We're in the grips of winter, with a low this morning of nine degrees; the wonderful sunshine has warmed us up to thirty nine degrees this afternoon. Don't we wish spring could come sooner? We're already getting seed catalogs in the mail, but it's hard to visualize flower gardens when there is snow covering the beds. I don't have as much luck growing pretty flowers as I did back before the trees grew so tall; they sap all the moisture from the beds in the summer. By the time the ground warms up in the spring and I plant seeds, dry spells come and the tiny plants shrivel up. We use our wells for the chickens so I don't do much watering. I have better luck with flowers grown from bulbs: irises, Asiatic lilies, and daylilies, and of course they don't bloom all summer.
So, can we take a look at this quilt of mine, and pretend it's spring? This picture was made before it was quilted but I did finish it and called it my "Garden Pathway". I think the real name for it is "Boston Commons". I first saw this pattern on an antique quilt for sale on eBay; the white strips were left free of applique, only quilted. It took me a while to figure out how to draft the pattern, so I began with a doll quilt, then paper pieced the squares (since I'm not too good with 1/4" seam allowances on my machine). The flowers, leaves, and vines are hand appliqued.
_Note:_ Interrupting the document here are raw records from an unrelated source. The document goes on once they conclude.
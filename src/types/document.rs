//! Reference documents and the quota-bounded set built from them

use serde::{Deserialize, Serialize};

/// A fetched reference document; immutable once fetched
#[derive(Debug, Clone, PartialEq, Eq, Serialize, Deserialize)]
pub struct Document {
    pub title: String,
    pub content: String,
    pub source_url: String,
}

impl Document {
    pub fn new(
        title: impl Into<String>,
        content: impl Into<String>,
        source_url: impl Into<String>,
    ) -> Self {
        Document {
            title: title.into(),
            content: content.into(),
            source_url: source_url.into(),
        }
    }
}

/// Relevance-accepted documents in retrieval order
///
/// Never holds more than `quota` documents. Only the retriever pushes into it.
#[derive(Debug, Clone, PartialEq, Eq, Serialize, Deserialize)]
pub struct DocumentSet {
    documents: Vec<Document>,
    quota: usize,
}

impl DocumentSet {
    pub fn with_quota(quota: usize) -> Self {
        DocumentSet {
            documents: Vec::with_capacity(quota),
            quota,
        }
    }

    /// Append an accepted document; returns false once the quota is full
    pub(crate) fn push(&mut self, document: Document) -> bool {
        if self.is_full() {
            return false;
        }
        self.documents.push(document);
        true
    }

    pub fn is_full(&self) -> bool {
        self.documents.len() >= self.quota
    }

    /// Fewer documents than the quota were found
    pub fn is_under_quota(&self) -> bool {
        self.documents.len() < self.quota
    }

    pub fn is_empty(&self) -> bool {
        self.documents.is_empty()
    }

    pub fn len(&self) -> usize {
        self.documents.len()
    }

    pub fn quota(&self) -> usize {
        self.quota
    }

    pub fn documents(&self) -> &[Document] {
        &self.documents
    }

    pub fn iter(&self) -> std::slice::Iter<'_, Document> {
        self.documents.iter()
    }
}

impl<'a> IntoIterator for &'a DocumentSet {
    type Item = &'a Document;
    type IntoIter = std::slice::Iter<'a, Document>;

    fn into_iter(self) -> Self::IntoIter {
        self.documents.iter()
    }
}

#[cfg(test)]
mod tests {
    use super::*;

    fn doc(n: usize) -> Document {
        Document::new(format!("Page {}", n), "content", format!("https://example.org/{}", n))
    }

    #[test]
    fn test_push_stops_at_quota() {
        let mut set = DocumentSet::with_quota(2);
        assert!(set.push(doc(1)));
        assert!(set.push(doc(2)));
        assert!(!set.push(doc(3)));
        assert_eq!(set.len(), 2);
        assert!(set.is_full());
        assert!(!set.is_under_quota());
    }

    #[test]
    fn test_under_quota_and_order() {
        let mut set = DocumentSet::with_quota(5);
        assert!(set.is_empty());
        set.push(doc(7));
        set.push(doc(3));
        assert!(set.is_under_quota());
        let titles: Vec<&str> = set.iter().map(|d| d.title.as_str()).collect();
        assert_eq!(titles, vec!["Page 7", "Page 3"]);
    }
}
I wanted to add more than flowers, so I cut the butterflies and birds from another piece of fabric and appliqued them. This method is called broderie perse. Of course every flower garden has ladybugs, bees, spiders, and spider webs, so I included some for a little bit of whimsey in the quilt.
Now this quilt comes with a little story: it won a purple ribbon at the county fair and I was asked if I would like to send it on to a larger fair. I agreed to do so, and added a hanging sleeve to the back which is a requirement at the fair; however, it wasn't hung, but rather spread out over a table with all sorts of other fair entries set on top of it. To say the least I was upset, fearing it would return home with dirty spots on all that white area, but it came back looking none the worse for the way it was displayed. But, I didn't send my quilt this year; I don't want a hanging sleeve on my bed quilts, nor do I want to use them as table toppers.